Só que com o avanço da ciência e dos métodos de análise científica, o papel da sociedade em determinar “o que era ou não doença” foi sendo progressivamente reduzido.

De forma que começamos a nos pautar MAIS EM EVIDENCIAS e MENOS EM OPINIÕES.

E o que as EVIDÊNCIAS mostram com relação à homossexualidade é bem claro (e reconhecido pela Associação Mundial de Psiquiatria):

– A Orientação Sexual e a Identidade de Gênero (Gays, lésbicas, bissexuais, transexuais e outros) são VARIANTES NORMAIS da sexualidade humana. E que ocorrem Naturalmente.

– Além disso, NÃO há evidências científicas comprovando que a orientação sexual, INCLUSIVE A HETEROSSEXUAL, seja uma questão de escolha, de livre arbítrio.

– O que parece existir é um PODEROSO componente BIOLÓGICO. Provavelmente influenciado pela interação de fatores genéticos, hormonais e ambientais, como por exemplo variações hormonais durante a gestação.

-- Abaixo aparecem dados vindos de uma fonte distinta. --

//! Dataset-size sanity check.
//!
//! Optional post-load check; the loader never runs it on its own.

use std::ops::RangeInclusive;

use imobench_model::Dataset;

use crate::error::ValidationError;

/// Expected record-count band for one dataset.
#[derive(Debug, Clone, PartialEq, Eq)]
pub struct CountBand {
    pub dataset: Dataset,
    pub range: RangeInclusive<usize>,
}

/// About 400 problems.
pub const ANSWERBENCH_COUNT: CountBand = CountBand {
    dataset: Dataset::AnswerBench,
    range: 390..=410,
};

/// About 60 problems.
pub const PROOFBENCH_COUNT: CountBand = CountBand {
    dataset: Dataset::ProofBench,
    range: 55..=65,
};

/// At least the 1000 published gradings, up to the full release.
pub const GRADINGBENCH_COUNT: CountBand = CountBand {
    dataset: Dataset::GradingBench,
    range: 900..=200_000,
};

/// Checks a single count against its band.
pub fn check_count(band: &CountBand, count: usize) -> Result<(), ValidationError> {
    if band.range.contains(&count) {
        return Ok(());
    }
    Err(ValidationError::UnexpectedCount {
        dataset: band.dataset,
        count,
        min: *band.range.start(),
        max: *band.range.end(),
    })
}

/// Checks all three dataset counts, reporting the first one out of band.
pub fn check_dataset_counts(
    answerbench_count: usize,
    proofbench_count: usize,
    gradingbench_count: usize,
) -> Result<(), ValidationError> {
    check_count(&ANSWERBENCH_COUNT, answerbench_count)?;
    check_count(&PROOFBENCH_COUNT, proofbench_count)?;
    check_count(&GRADINGBENCH_COUNT, gradingbench_count)?;
    Ok(())
}

#[cfg(test)]
mod tests {
    use super::*;

    #[test]
    fn test_counts_within_bands() {
        assert!(check_dataset_counts(400, 60, 1000).is_ok());
        assert!(check_dataset_counts(390, 55, 900).is_ok());
        assert!(check_dataset_counts(410, 65, 200_000).is_ok());
    }

    #[test]
    fn test_count_names_dataset_and_band() {
        let err = check_dataset_counts(400, 60, 899).unwrap_err();
        assert_eq!(
            err,
            ValidationError::UnexpectedCount {
                dataset: Dataset::GradingBench,
                count: 899,
                min: 900,
                max: 200_000,
            }
        );
    }

    #[test]
    fn test_first_violation_wins() {
        let err = check_dataset_counts(0, 0, 0).unwrap_err();
        assert!(err.to_string().contains("answerbench"));
    }
}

– Foi observado também que a exposição ou contato com homossexuais na infância NÃO aumentou a incidência de “pessoas se tornando homossexuais” na vida adulta.

Hoje, tanto a psiquiatria quanto a psicologia têm uma posição afirmativa quanto a homossexualidade, ou seja, o verdadeiro TRATAMENTO é encorajar a pessoa a SE aceitar. E não modificar sua natureza.

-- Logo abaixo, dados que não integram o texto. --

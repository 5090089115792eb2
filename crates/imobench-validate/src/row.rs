//! Per-row semantic checks.
//!
//! Checks run in a fixed order and stop at the first failure:
//! presence, non-empty values, category, identifier prefix, then (grading
//! rows only) points and reward.

use std::collections::BTreeSet;

use imobench_model::{Category, Dataset, Reward, Row, columns};

use crate::error::ValidationError;

/// Lowest valid `Points` value.
pub const MIN_POINTS: i64 = 0;
/// Highest valid `Points` value.
pub const MAX_POINTS: i64 = 10;

/// How a `Points` cell reads.
#[derive(Debug, Clone, PartialEq, Eq)]
pub enum PointsValue {
    /// An integer within `MIN_POINTS..=MAX_POINTS`.
    Valid(i64),
    /// An integer outside the range, possibly too large for `i64`. Holds the
    /// number as it should be reported.
    OutOfRange(String),
    /// Not an optionally signed run of ASCII digits.
    NotInteger,
}

/// Reads a `Points` cell, ignoring surrounding whitespace.
pub fn read_points(value: &str) -> PointsValue {
    let text = value.trim();
    let digits = text.strip_prefix(['+', '-']).unwrap_or(text);
    if digits.is_empty() || !digits.bytes().all(|b| b.is_ascii_digit()) {
        return PointsValue::NotInteger;
    }
    match text.parse::<i64>() {
        Ok(points) if (MIN_POINTS..=MAX_POINTS).contains(&points) => PointsValue::Valid(points),
        Ok(points) => PointsValue::OutOfRange(points.to_string()),
        Err(_) => PointsValue::OutOfRange(text.to_string()),
    }
}

/// Validates `row` against the schema and rules of `dataset`.
pub fn validate_row(dataset: Dataset, row: &Row) -> Result<(), ValidationError> {
    check_presence(dataset, row)?;
    check_non_empty(dataset, row)?;
    if dataset.has_category() {
        check_category(row)?;
    }
    check_id_prefix(dataset, row)?;
    if dataset == Dataset::GradingBench {
        check_points(row)?;
        check_reward(row);
    }
    Ok(())
}

/// Validates a row from `answerbench.csv`.
pub fn validate_answerbench_row(row: &Row) -> Result<(), ValidationError> {
    validate_row(Dataset::AnswerBench, row)
}

/// Validates a row from `proofbench.csv`. `Short Answer` may be blank.
pub fn validate_proofbench_row(row: &Row) -> Result<(), ValidationError> {
    validate_row(Dataset::ProofBench, row)
}

/// Validates a row from `gradingbench.csv`.
pub fn validate_gradingbench_row(row: &Row) -> Result<(), ValidationError> {
    validate_row(Dataset::GradingBench, row)
}

fn check_presence(dataset: Dataset, row: &Row) -> Result<(), ValidationError> {
    let required: BTreeSet<&str> = dataset.required_columns().iter().copied().collect();
    let present: BTreeSet<&str> = row.keys().map(String::as_str).collect();
    let missing: Vec<String> = required
        .difference(&present)
        .map(|field| (*field).to_string())
        .collect();
    if missing.is_empty() {
        Ok(())
    } else {
        Err(ValidationError::MissingFields { fields: missing })
    }
}

fn check_non_empty(dataset: Dataset, row: &Row) -> Result<(), ValidationError> {
    let nullable = dataset.nullable_columns();
    for field in dataset.required_columns() {
        if nullable.contains(field) {
            continue;
        }
        if field_value(row, field).trim().is_empty() {
            return Err(ValidationError::EmptyField {
                field: (*field).to_string(),
            });
        }
    }
    Ok(())
}

fn check_category(row: &Row) -> Result<(), ValidationError> {
    let value = field_value(row, columns::CATEGORY);
    match value.parse::<Category>() {
        Ok(_) => Ok(()),
        Err(_) => Err(ValidationError::InvalidCategory {
            value: value.to_string(),
        }),
    }
}

fn check_id_prefix(dataset: Dataset, row: &Row) -> Result<(), ValidationError> {
    let value = field_value(row, dataset.id_column());
    if value.starts_with(dataset.id_prefix()) {
        return Ok(());
    }
    Err(ValidationError::InvalidIdFormat {
        field: dataset.id_column().to_string(),
        value: value.to_string(),
        prefix: dataset.id_prefix().to_string(),
    })
}

fn check_points(row: &Row) -> Result<(), ValidationError> {
    let value = field_value(row, columns::POINTS);
    match read_points(value) {
        PointsValue::Valid(_) => Ok(()),
        PointsValue::OutOfRange(points) => Err(ValidationError::PointsOutOfRange { points }),
        PointsValue::NotInteger => Err(ValidationError::PointsNotInteger {
            value: value.to_string(),
        }),
    }
}

/// `Reward` is open-ended: only emptiness is an error, and that is caught by
/// the non-empty check.
fn check_reward(row: &Row) {
    let value = field_value(row, columns::REWARD).trim();
    if value.parse::<Reward>().is_err() {
        tracing::debug!(reward = value, "accepting non-canonical reward value");
    }
}

/// Presence has been checked before any caller reaches this.
fn field_value<'a>(row: &'a Row, field: &str) -> &'a str {
    row.get(field).map(String::as_str).unwrap_or_default()
}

Os antigos “tratamentos” para mudar a orientação sexual de uma pessoa, que alguns movimentos NÃO CIENTÍFICOS estão procurando ressuscitar, NUNCA demonstraram eficácia!

Pelo contrário. AUMENTARAM o índice de depressão, ansiedade, suicídio e segregação social por parte de quem era submetido a essa prática coerciva.

E por isso as Associações de Psiquiatria e Psicologia a BANIRAM como método terapêutico.

Por fim, apoiar a causa LGBT(e suas derivações) não é apenas um ato humanitário. É um ato científico.

E jamais significará se tornar alguém diferente do que você é, mas pode te tornar alguém Ainda melhor – contribuindo para uma sociedade mais integrada, mais tolerante e mais esclarecida.